Quite bad performance of Julia 0.6.4 vs Python+Numpy

This has not been my experience, quite honestly. With each version I feel everything has grown more consistent, streamlined, performant and automatic. Version 1.0 is so much better than 0.6 y so many ways! The only problem for me was adapting to the new location of everything, as much functionality has now been organised into different packages in the standard library.

4 Likes

I think that 90% of the problem comes from a detail that is easily avoided: Hardcoding types in arrays.
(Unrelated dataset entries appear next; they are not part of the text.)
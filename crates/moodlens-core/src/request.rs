//! Caller-side request handling.
//!
//! Classification itself never fails. Rejections happen here, before the
//! classifier runs: a request needs a string `text` whose trimmed length is
//! at least [`MIN_REFLECTION_CHARS`].

use serde::{Deserialize, Serialize};
use serde_json::Value;
use thiserror::Error;

use crate::classifier::Classifier;
use crate::types::Classification;

/// Minimum trimmed length of a reflection, in characters.
pub const MIN_REFLECTION_CHARS: usize = 5;

/// Message callers report for failures outside validation.
pub const INTERNAL_ERROR_MESSAGE: &str = "Internal server error";

/// Errors that reject a request before classification.
///
/// These are client errors. An unparsable body is not one of them: it is
/// reported as an internal failure with [`ErrorBody::internal`].
#[derive(Error, Debug, Clone, PartialEq, Eq)]
pub enum RequestError {
    #[error("Text input is required")]
    MissingText,

    #[error("Please provide a longer reflection for better analysis")]
    TooShort { min: usize },
}

impl RequestError {
    /// Body sent back to the caller.
    pub fn to_body(&self) -> ErrorBody {
        ErrorBody {
            error: self.to_string(),
        }
    }
}

/// `{ "error": message }` response body.
#[derive(Debug, Clone, PartialEq, Eq, Serialize, Deserialize)]
pub struct ErrorBody {
    pub error: String,
}

impl ErrorBody {
    /// Generic body for unexpected failures; never carries internal detail.
    pub fn internal() -> Self {
        Self {
            error: INTERNAL_ERROR_MESSAGE.to_string(),
        }
    }
}

/// An analysis request: `{ "text": ... }`.
#[derive(Debug, Clone, Default, PartialEq, Eq, Serialize, Deserialize)]
pub struct AnalyzeRequest {
    #[serde(default)]
    pub text: Option<String>,
}

impl AnalyzeRequest {
    pub fn new(text: impl Into<String>) -> Self {
        Self {
            text: Some(text.into()),
        }
    }

    /// Parse a JSON request body.
    ///
    /// A missing or non-string `text` is not a parse error; it yields a
    /// request without text, which [`validate`] rejects as
    /// [`RequestError::MissingText`]. Invalid JSON is returned as the parser
    /// error so the caller can log it and answer generically.
    pub fn from_json(body: &str) -> Result<Self, serde_json::Error> {
        let value: Value = serde_json::from_str(body)?;

        let text = value
            .get("text")
            .and_then(Value::as_str)
            .map(str::to_string);

        Ok(Self { text })
    }
}

/// Check a request and return the text to classify.
///
/// The returned text is the original, untrimmed input.
pub fn validate(request: &AnalyzeRequest, min_chars: usize) -> Result<&str, RequestError> {
    let text = match request.text.as_deref() {
        Some(text) if !text.is_empty() => text,
        _ => return Err(RequestError::MissingText),
    };

    if text.trim().chars().count() < min_chars {
        return Err(RequestError::TooShort { min: min_chars });
    }

    Ok(text)
}

/// Validate a request and classify its text.
pub fn analyze(
    request: &AnalyzeRequest,
    classifier: &dyn Classifier,
    min_chars: usize,
) -> Result<Classification, RequestError> {
    let text = validate(request, min_chars).inspect_err(|e| {
        tracing::warn!(error = %e, "Rejected reflection");
    })?;

    let classification = classifier.classify(text);
    tracing::debug!(
        strategy = %classifier.strategy(),
        emotion = %classification.result.emotion,
        confidence = classification.result.confidence,
        "Reflection analyzed"
    );

    Ok(classification)
}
Version posted ---------------------------> Small change
hh_k = zeros(Int32, size_h); ----------> hh_k = zeros(size_h);
vv_k = zeros(Int32, size_v); -----------> vv_k = zeros( size_v);

function TEST_ais(W,Nsamples)

    pl_1  = Int32(1)   # remove (rewritten after)
    zer_0 = Int32(0)   #remove  (rewritten after)
    pl_1  = 1
    zer_0 = 0

    log2  = log(2.0)   #remove (not used)

    #Nv, Nh = size(W) .- 1
    Nv, Nh = size(W) .-1

    Wt = transpose(W)

    vvk   = rand([zer_0,pl_1],Nsamples,Nv+1)
    vvk[:,1]  = pl_1
    vv_k  = rand([zer_0,pl_1],Nsamples,Nv+1)
    vv_k[:,1] = pl_1
    size_v = size(vv_k)

    hhk   = rand([zer_0,pl_1],Nsamples,Nh+1)
    hhk[:,1] = pl_1
    hh_k  = rand([zer_0,pl_1],Nsamples,Nh+1)
    hh_k[:,1] = pl_1
    size_h = size(hh_k)

    for i in 1:2

        hh_k = zeros(size_h); hh_k[1.0./(1.0+exp.(-vv_k*W)) .> rand(size_h)] .= pl_1
        vv_k = zeros(size_v); vv_k[1.0./(1.0+exp.(-hh_k*Wt)) .> rand(size_v)] .= pl_1

    end

end;

W = rand(301,901)

@time TEST_ais(W,1024)

@time TEST_ais(W,1024)

what I get in the version where Int32 is not hardcoded (julia 0.6)

  2.381646 seconds (971.45 k allocations: 197.900 MiB, 10.02% gc time)
  0.587486 seconds (138 allocations: 152.634 MiB, 13.13% gc time)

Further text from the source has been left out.